岡峰:考えるほどドツボにはまっていく感じ。それが曲の滑稽さにハマっていくのかなと。
-真剣に作ってるんだけど滑稽に聴こえる仕掛けがあったり。菅波さんのサタニックなギターとか(笑)。
岡峰:(笑)そんな注文してないんですよ。栄純は"俺がこういうの好きなんだろうな"っていうのを考えながらギター入れたんだろうな、っていう探り合いもまた胡散臭いという(笑)。
-そこは胡散臭くはないんじゃないでしょうか(笑)。禍々しいんだけど一瞬笑える、そういう部分はアルバム全編を通して何ヶ所か出てきますね。

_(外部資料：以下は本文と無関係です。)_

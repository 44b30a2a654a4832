//! Cache command implementation

use graphpack::config::Settings;
use graphpack::error::{Result, bundle};

use super::helpers::open_cache;
use crate::cli::{CacheArgs, CacheSubcommand};

pub fn run(settings: &Settings, args: CacheArgs) -> Result<()> {
    match args.command {
        CacheSubcommand::Evict { id, version } => {
            let cache = open_cache(settings)?;
            if !cache.evict(&id, version)? {
                return Err(bundle::not_found(&id, Some(version)));
            }
            println!("Evicted {id}@{version}");
        }
        CacheSubcommand::Path => println!("{}", settings.cache_dir.display()),
    }
    Ok(())
}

菅波:それがモダンな感じなんですよね。"思いっぱなし"じゃない。
-だからTrack.10「シュプレヒコールの片隅で」も、団結する感じがありつつ、その状態を若干揶揄してる感じもあったり。
菅波:そう。気持ち的には......片隅っていうのが。
-山田さんのヴォーカルもまっすぐ歌うのが個性だとしたら、逆の効果として使ってる感じもあるし。
山田:まっすぐに歌えば歌うほど......。
菅波:すれ違っていくみたいな悲しさをひとつ書きたかった。この「シュプレヒコールの片隅で」は、架空の革命が起こった時代のことを書いてて、男たちは必死に自分の愛する人の涙を止めたいがために戦ってるわけです。だけど、戦えば戦うほど、戦争が長引くほど女の人はどんどん不幸になっていく苦しさ。そこにある気持ちは全部純度の高いものなのに悲しい方に向かっていくって話は書きたくて。

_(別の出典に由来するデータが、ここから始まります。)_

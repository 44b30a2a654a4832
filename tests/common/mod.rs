//! Common test utilities for graphpack integration tests

use std::path::{Path, PathBuf};
use std::time::Duration;

use graphpack::cache::Cache;
use graphpack::config::{Descriptor, Settings};
use graphpack::installer::{InstallReport, Installer};
use graphpack::remote::file::FileAccessor;
use graphpack::remote::{Accessor, RemoteClient};
use graphpack::store::{MemoryStore, Statement};
use tempfile::TempDir;

/// An isolated cache, remotes directory, project and file remote
#[allow(dead_code)]
pub struct TestEnv {
    pub temp: TempDir,
    pub cache_dir: PathBuf,
    pub remotes_dir: PathBuf,
    pub project: PathBuf,
    /// Root of a directory remote
    pub remote_root: PathBuf,
}

#[allow(dead_code)]
impl TestEnv {
    pub fn new() -> Self {
        let temp = TempDir::new().expect("Failed to create temp directory");
        let root = temp.path().to_path_buf();
        let project = root.join("project");
        std::fs::create_dir_all(&project).expect("Failed to create project directory");
        Self {
            cache_dir: root.join("cache"),
            remotes_dir: root.join("remotes"),
            remote_root: root.join("remote"),
            project,
            temp,
        }
    }

    pub fn cache(&self) -> Cache {
        Cache::open(&self.cache_dir).expect("Failed to open cache")
    }

    /// A second cache in the same temp dir, standing in for another machine
    pub fn other_cache(&self, name: &str) -> Cache {
        Cache::open(self.temp.path().join(name)).expect("Failed to open cache")
    }

    pub fn settings(&self) -> Settings {
        Settings::with_dirs(&self.cache_dir, &self.remotes_dir)
    }

    /// Write a file in the project directory
    pub fn write_file(&self, path: &str, content: &str) -> PathBuf {
        let file_path = self.project.join(path);
        if let Some(parent) = file_path.parent() {
            std::fs::create_dir_all(parent).expect("Failed to create parent directory");
        }
        std::fs::write(&file_path, content).expect("Failed to write file");
        file_path
    }

    /// Client for the directory remote
    pub fn file_remote(&self, name: &str) -> RemoteClient {
        remote_at(name, &self.remote_root)
    }

    /// Install a bundle from descriptor YAML against `store`
    pub fn install(&self, cache: &Cache, yaml: &str, store: &MemoryStore) -> InstallReport {
        let descriptor = Descriptor::from_yaml(yaml, "test").expect("Invalid descriptor");
        Installer::new(cache)
            .install(&descriptor, store, &self.project)
            .expect("Install failed")
    }

    /// Command for the graphpack binary, isolated from the user's config
    #[allow(deprecated)]
    pub fn command(&self) -> assert_cmd::Command {
        let mut cmd = assert_cmd::Command::cargo_bin("graphpack").expect("graphpack binary");
        cmd.env("GRAPHPACK_CACHE_DIR", &self.cache_dir)
            .env("GRAPHPACK_REMOTES_DIR", &self.remotes_dir)
            .env("GRAPHPACK_CONFIG", self.temp.path().join("graphpack.yaml"))
            .env_remove("RUST_LOG")
            .current_dir(&self.project);
        cmd
    }
}

/// Client for a directory remote rooted at `root`
#[allow(dead_code)]
pub fn remote_at(name: &str, root: &Path) -> RemoteClient {
    RemoteClient::with_accessors(
        name,
        vec![Box::new(FileAccessor::new(root)) as Box<dyn Accessor>],
        Duration::from_secs(10),
    )
}

/// A store with one statement per `(context, subject)` pair
#[allow(dead_code)]
pub fn store_with(statements: &[(&str, &str)]) -> MemoryStore {
    let mut store = MemoryStore::new();
    for (context, subject) in statements {
        store.insert(
            context,
            Statement::new(format!("<{subject}>"), "<http://example.org/p>", "\"o\""),
        );
    }
    store
}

-テーマがスコーン!と入ってくる気がします。そしてアルバム・タイトルもTHE BACK HORNしかつけないよなって独特なのがきましたね。
松田:なんか、がっつり日本語だけのタイトルってのはありそうでなかったんですよね。しかも漢字だし。それが15年ぐらいやってきた今となれば、そういう重さって、このアルバムっぽいなと思ったところも少しあったので。アルバムのできあがった架空の情景とかそこで見えてきた芯みたいなところとかをタイトルにしたりするんです。『リヴスコール』とか、造語をタイトルとして名づけたこともあったんですけど。今回も造語といえば造語で、なんか"日本語""漢字"っていうアルバムだなって雰囲気があって。
-運命が開花してしまうといいことも悪いことも起こりそうですね。
山田:割り切れない感じとか目を背けたくなるようなことをもう1回歌いながら、でもやっぱり共に行こうっていうのが人間っぽくて。THE BACK HORNっぽいんじゃないか?っていうのがタイトルとしてマッチしてる感じがしますね。
松田:音楽全般や自分たちの音楽、みんなのそういう力が、曲の中で響いてくれたらありがたいなって願いも込めつつ。それぞれの花が開花してくれたらっていう思いはありますね。